▶ Required action:
For each line in the material below that holds "Markable", copy that line.

▶ Extracted entries:
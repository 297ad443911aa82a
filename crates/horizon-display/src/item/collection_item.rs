//! The flat record item.

use std::sync::Arc;

use horizon_display_core::{set_versioned, Version};

use super::capability::{
    Draggable, Editable, Hoverable, Markable, Renderable, Selectable, Versioned,
};
use super::next_instance_id;
use crate::record::RecordKey;

/// A projection item wrapping one record.
///
/// Also used for the drag avatar and the add-in-place row, which wrap records
/// that are not (or not yet) part of the source.
#[derive(Debug)]
pub struct CollectionItem<R> {
    contents: Arc<R>,
    key: Option<RecordKey>,
    instance_id: u64,
    version: Version,
    selected: Option<bool>,
    marked: bool,
    hovered: bool,
    active: bool,
    editing: bool,
    editing_contents: Option<Arc<R>>,
    dragged: bool,
    faded: bool,
    pinned: bool,
    adding: bool,
    rendered: bool,
    rendered_outside_range: bool,
}

impl<R> CollectionItem<R> {
    /// Wrap a record.
    pub fn new(contents: Arc<R>, key: Option<RecordKey>) -> Self {
        Self {
            contents,
            key,
            instance_id: next_instance_id(),
            version: Version::default(),
            selected: Some(false),
            marked: false,
            hovered: false,
            active: false,
            editing: false,
            editing_contents: None,
            dragged: false,
            faded: false,
            pinned: false,
            adding: false,
            rendered: false,
            rendered_outside_range: false,
        }
    }

    /// Create the drag avatar of `proto`: same record, dragged, with the
    /// prototype's selection and marker copied.
    pub fn avatar_of(proto: &CollectionItem<R>) -> Self {
        let mut avatar = Self::new(proto.contents.clone(), proto.key.clone());
        avatar.dragged = true;
        avatar.marked = proto.marked;
        avatar.selected = proto.selected;
        avatar
    }

    /// The wrapped record.
    pub fn contents(&self) -> &Arc<R> {
        &self.contents
    }

    /// Swap the wrapped record (the source replaced it in place).
    pub fn set_contents(&mut self, contents: Arc<R>) -> bool {
        if Arc::ptr_eq(&self.contents, &contents) {
            return false;
        }
        self.contents = contents;
        self.version.bump();
        true
    }

    /// Key of the wrapped record, when one could be extracted.
    pub fn key(&self) -> Option<&RecordKey> {
        self.key.as_ref()
    }

    pub(crate) fn set_key(&mut self, key: Option<RecordKey>) {
        self.key = key;
    }

    /// Whether this is the uncommitted add-in-place row.
    pub fn is_adding(&self) -> bool {
        self.adding
    }

    pub(crate) fn set_adding(&mut self, adding: bool) -> bool {
        set_versioned(&mut self.adding, adding, &mut self.version)
    }

    /// Whether the item is pinned for sticky rendering.
    pub fn is_pinned(&self) -> bool {
        self.pinned
    }

    /// Pin or unpin the item.
    pub fn set_pinned(&mut self, pinned: bool) -> bool {
        set_versioned(&mut self.pinned, pinned, &mut self.version)
    }

    pub(crate) fn bump_version(&mut self) -> u64 {
        self.version.bump()
    }

    pub(crate) fn version_mut(&mut self) -> &mut Version {
        &mut self.version
    }
}

impl<R> Versioned for CollectionItem<R> {
    fn version(&self) -> u64 {
        self.version.get()
    }

    fn instance_id(&self) -> u64 {
        self.instance_id
    }
}

impl<R> Selectable for CollectionItem<R> {
    fn selected(&self) -> Option<bool> {
        self.selected
    }

    fn set_selected(&mut self, selected: Option<bool>) -> bool {
        set_versioned(&mut self.selected, selected, &mut self.version)
    }
}

impl<R> Markable for CollectionItem<R> {
    fn is_marked(&self) -> bool {
        self.marked
    }

    fn set_marked(&mut self, marked: bool) -> bool {
        set_versioned(&mut self.marked, marked, &mut self.version)
    }
}

impl<R> Hoverable for CollectionItem<R> {
    fn is_hovered(&self) -> bool {
        self.hovered
    }

    fn set_hovered(&mut self, hovered: bool) -> bool {
        set_versioned(&mut self.hovered, hovered, &mut self.version)
    }

    fn is_active(&self) -> bool {
        self.active
    }

    fn set_active(&mut self, active: bool) -> bool {
        set_versioned(&mut self.active, active, &mut self.version)
    }
}

impl<R> Editable<R> for CollectionItem<R> {
    fn is_editing(&self) -> bool {
        self.editing
    }

    fn editing_contents(&self) -> Option<&Arc<R>> {
        self.editing_contents.as_ref()
    }

    fn set_editing(&mut self, editing: bool, contents: Option<Arc<R>>) -> bool {
        let contents = if editing { contents } else { None };
        let same_contents = match (&self.editing_contents, &contents) {
            (None, None) => true,
            (Some(a), Some(b)) => Arc::ptr_eq(a, b),
            _ => false,
        };
        if self.editing == editing && same_contents {
            return false;
        }
        self.editing = editing;
        self.editing_contents = contents;
        self.version.bump();
        true
    }
}

impl<R> Draggable for CollectionItem<R> {
    fn is_dragged(&self) -> bool {
        self.dragged
    }

    fn set_dragged(&mut self, dragged: bool) -> bool {
        set_versioned(&mut self.dragged, dragged, &mut self.version)
    }

    fn is_faded(&self) -> bool {
        self.faded
    }

    fn set_faded(&mut self, faded: bool) -> bool {
        set_versioned(&mut self.faded, faded, &mut self.version)
    }
}

impl<R> Renderable for CollectionItem<R> {
    fn is_sticky(&self) -> bool {
        self.pinned || self.editing
    }

    fn is_rendered(&self) -> bool {
        self.rendered
    }

    fn set_rendered(&mut self, rendered: bool) -> bool {
        set_versioned(&mut self.rendered, rendered, &mut self.version)
    }

    fn is_rendered_outside_range(&self) -> bool {
        self.rendered_outside_range
    }

    fn set_rendered_outside_range(&mut self, outside: bool) -> bool {
        set_versioned(&mut self.rendered_outside_range, outside, &mut self.version)
    }
}

#[cfg(test)]
mod tests {
    use super::*;

    fn create_test_item() -> CollectionItem<&'static str> {
        CollectionItem::new(Arc::new("A"), Some(RecordKey::from("A")))
    }

    #[test]
    fn test_version_bumps_only_on_change() {
        let mut item = create_test_item();
        assert_eq!(item.version(), 0);

        assert!(item.set_marked(true));
        assert!(!item.set_marked(true));
        assert!(item.set_selected(None));
        assert!(!item.set_selected(None));
        assert!(item.set_hovered(true));
        assert_eq!(item.version(), 3);
    }

    #[test]
    fn test_editing_contents_follow_flag() {
        let mut item = create_test_item();
        let shadow = Arc::new("A*");

        assert!(item.set_editing(true, Some(shadow.clone())));
        assert!(!item.set_editing(true, Some(shadow)));
        assert_eq!(item.editing_contents().map(|c| **c), Some("A*"));
        assert!(item.is_sticky());

        assert!(item.set_editing(false, None));
        assert!(item.editing_contents().is_none());
        assert!(!item.is_sticky());
    }

    #[test]
    fn test_avatar_copies_state() {
        let mut proto = create_test_item();
        proto.set_marked(true);
        proto.set_selected(Some(true));

        let avatar = CollectionItem::avatar_of(&proto);
        assert!(avatar.is_dragged());
        assert!(avatar.is_marked());
        assert!(avatar.is_selected());
        assert_ne!(avatar.instance_id(), proto.instance_id());
        assert!(Arc::ptr_eq(avatar.contents(), proto.contents()));
    }
}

▶ Solved exercise:
    Draggable, Editable, Hoverable, Markable, Renderable, Selectable, Versioned,
impl<R> Markable for CollectionItem<R> {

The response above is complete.